Jakarta (ANTARA) - Dokter spesialis anak dr Rina Triasih mengatakan penghentian konsumsi obat oleh pasien pengidap tuberkulosis atau TBC sebelum waktu yang ditentukan akan berakibat penyakit tersebut kebal terhadap obat yang diberikan, sehingga sulit untuk disembuhkan.
"Kadang-kadang orang tua merasa anaknya sudah sembuh, sehingga tidak perlu lagi mengonsumsi obat, padahal ini berbahaya," katanya saat diskusi daring yang diselenggarakan oleh Ikatan Dokter Anak Indonesia (IDAI) yang dipantau di Jakarta, Jumat.
Baca juga: Pasien TBC harus lebih waspadai COVID-19
Baca juga: Kemenkes uji petik virus corona dua pasien TBC
Ia mengatakan apabila seseorang mengidap TBC ringan, maka konsumsi obatnya membutuhkan waktu sekitar enam bulan dan TBC berat harus mengonsumsi obat hingga 12 bulan.
Namun, beberapa kasus yang terjadi, saat pasien baru mengonsumsi obat sekitar satu bulan dan sudah merasa sehat obat tersebut tidak dilanjutkan. Hal inilah yang berbahaya terhadap kesembuhan penyakitnya. "Akibatnya TBC ini kebal obat. TBC kebal obat ini pengobatannya lebih sulit," kata dia.

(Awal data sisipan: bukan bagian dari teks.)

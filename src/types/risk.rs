use serde::{Deserialize, Serialize};

/// Lowest accepted likelihood / impact score
pub const MIN_SCORE: u8 = 1;
/// Highest accepted likelihood / impact score
pub const MAX_SCORE: u8 = 5;

/// Raw values gathered from the assessment form.
#[derive(Debug, Clone, PartialEq, Eq, Serialize, Deserialize)]
pub struct RiskInput {
    pub asset: String,
    pub likelihood: u8,
    pub impact: u8,
}

impl RiskInput {
    pub fn new(asset: impl Into<String>, likelihood: u8, impact: u8) -> Self {
        Self {
            asset: asset.into(),
            likelihood,
            impact,
        }
    }

    /// Trimmed asset name, or `fallback` when nothing meaningful was entered.
    pub fn asset_or<'a>(&'a self, fallback: &'a str) -> &'a str {
        let trimmed = self.asset.trim();
        if trimmed.is_empty() {
            fallback
        } else {
            trimmed
        }
    }
}

#[derive(Debug, Clone, Copy, Serialize, Deserialize, PartialEq, Eq, Hash, PartialOrd, Ord)]
pub enum RiskLevel {
    Low,
    Medium,
    High,
}

impl RiskLevel {
    pub fn color(&self) -> DisplayColor {
        match self {
            RiskLevel::Low => DisplayColor::Green,
            RiskLevel::Medium => DisplayColor::Orange,
            RiskLevel::High => DisplayColor::Red,
        }
    }
}

impl std::fmt::Display for RiskLevel {
    fn fmt(&self, f: &mut std::fmt::Formatter<'_>) -> std::fmt::Result {
        match self {
            RiskLevel::Low => write!(f, "Low"),
            RiskLevel::Medium => write!(f, "Medium"),
            RiskLevel::High => write!(f, "High"),
        }
    }
}

impl std::str::FromStr for RiskLevel {
    type Err = anyhow::Error;

    fn from_str(s: &str) -> Result<Self, Self::Err> {
        match s.trim().to_ascii_lowercase().as_str() {
            "low" => Ok(RiskLevel::Low),
            "medium" => Ok(RiskLevel::Medium),
            "high" => Ok(RiskLevel::High),
            _ => Err(anyhow::anyhow!("Unknown risk level: {}", s)),
        }
    }
}

/// Semantic display colour bound to a risk level. Renderers decide what
/// each colour looks like.
#[derive(Debug, Clone, Copy, Serialize, Deserialize, PartialEq, Eq)]
pub enum DisplayColor {
    Green,
    Orange,
    Red,
}

impl DisplayColor {
    /// RGB components in the 0.0..=1.0 range.
    pub fn rgb(&self) -> (f32, f32, f32) {
        match self {
            DisplayColor::Green => (0.0, 0.5, 0.0),
            DisplayColor::Orange => (1.0, 0.647, 0.0),
            DisplayColor::Red => (1.0, 0.0, 0.0),
        }
    }
}

impl std::fmt::Display for DisplayColor {
    fn fmt(&self, f: &mut std::fmt::Formatter<'_>) -> std::fmt::Result {
        match self {
            DisplayColor::Green => write!(f, "green"),
            DisplayColor::Orange => write!(f, "orange"),
            DisplayColor::Red => write!(f, "red"),
        }
    }
}

/// Result of classifying one input. Built once, never mutated.
#[derive(Debug, Clone, PartialEq, Eq, Serialize, Deserialize)]
pub struct RiskAssessment {
    pub likelihood: u8,
    pub impact: u8,
    pub score: u8,
    pub level: RiskLevel,
    pub explanation: String,
    pub recommended_action: String,
}

impl RiskAssessment {
    pub fn color(&self) -> DisplayColor {
        self.level.color()
    }
}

Ia mengemukakan beberapa waktu lalu ada kasus seorang anak penderita TBC kebal obat sehingga harus disuntik setiap hari selama enam bulan.

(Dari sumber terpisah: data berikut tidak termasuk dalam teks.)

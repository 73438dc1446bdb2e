pub mod assess;
pub mod scales;

use crate::output::ExportFormat;
use crate::types::{Impact, Likelihood};
use clap::{Parser, Subcommand};
use std::path::PathBuf;

#[derive(Parser)]
#[command(name = "risk-assessor")]
#[command(about = "Likelihood x impact risk assessment with CSV and PDF reports")]
#[command(version)]
pub struct Cli {
    #[arg(short, long)]
    #[arg(help = "Enable verbose logging")]
    pub verbose: bool,

    #[command(subcommand)]
    pub command: Commands,
}

#[derive(Subcommand)]
pub enum Commands {
    #[command(about = "Assess a single asset and optionally export the result")]
    Assess {
        #[arg(short, long, default_value = "")]
        #[arg(help = "Asset or process name (blank means not specified)")]
        asset: String,

        #[arg(short, long)]
        #[arg(help = "Likelihood as 1-5 or label (Rare .. Almost Certain)")]
        likelihood: Likelihood,

        #[arg(short, long)]
        #[arg(help = "Impact as 1-5 or label (Negligible .. Severe)")]
        impact: Impact,

        #[arg(short, long, value_enum)]
        #[arg(help = "Export format; repeat to export several")]
        format: Vec<ExportFormat>,

        #[arg(short, long, default_value = ".")]
        #[arg(help = "Output directory or file path")]
        output: PathBuf,

        #[arg(long)]
        #[arg(help = "JSON file with report options")]
        options: Option<PathBuf>,

        #[arg(long)]
        #[arg(help = "Report title printed at the top of the PDF")]
        title: Option<String>,

        #[arg(long)]
        #[arg(help = "Footer text printed at the end of the PDF")]
        footer: Option<String>,

        #[arg(long)]
        #[arg(help = "Leave the methodology steps out of the PDF")]
        no_methodology: bool,
    },

    #[command(about = "Show the likelihood and impact scales")]
    Scales,
}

Baca juga: Kemarin, virus corona di 14 negara hingga Indonesia bebas TBC
Baca juga: Lakukan TOSS untuk eliminasi kasus TBC
Namun saat ini, ujar Rina, pengobatan TBC yang kebal obat sudah bisa dalam bentuk kemasan atau bisa diminum, tetapi jumlah obatnya cukup banyak. "Masa pengobatannya masih 18 bulan dan efek sampingnya lebih banyak," ujar dia.
Guna mencegah penyakit menular tersebut, ia menganjurkan orang tua agar memberikan vaksin Bacillus Calmette Guerin (BCG) pada anak. Selain itu, meskipun sehat setiap anak sebaiknya diberikan obat pencegah TBC.
"Obat pencegahan ini kita berikan kepada anak yang tidak sakit, namun kontak erat dengan pengidap TBC dewasa," ujarnya.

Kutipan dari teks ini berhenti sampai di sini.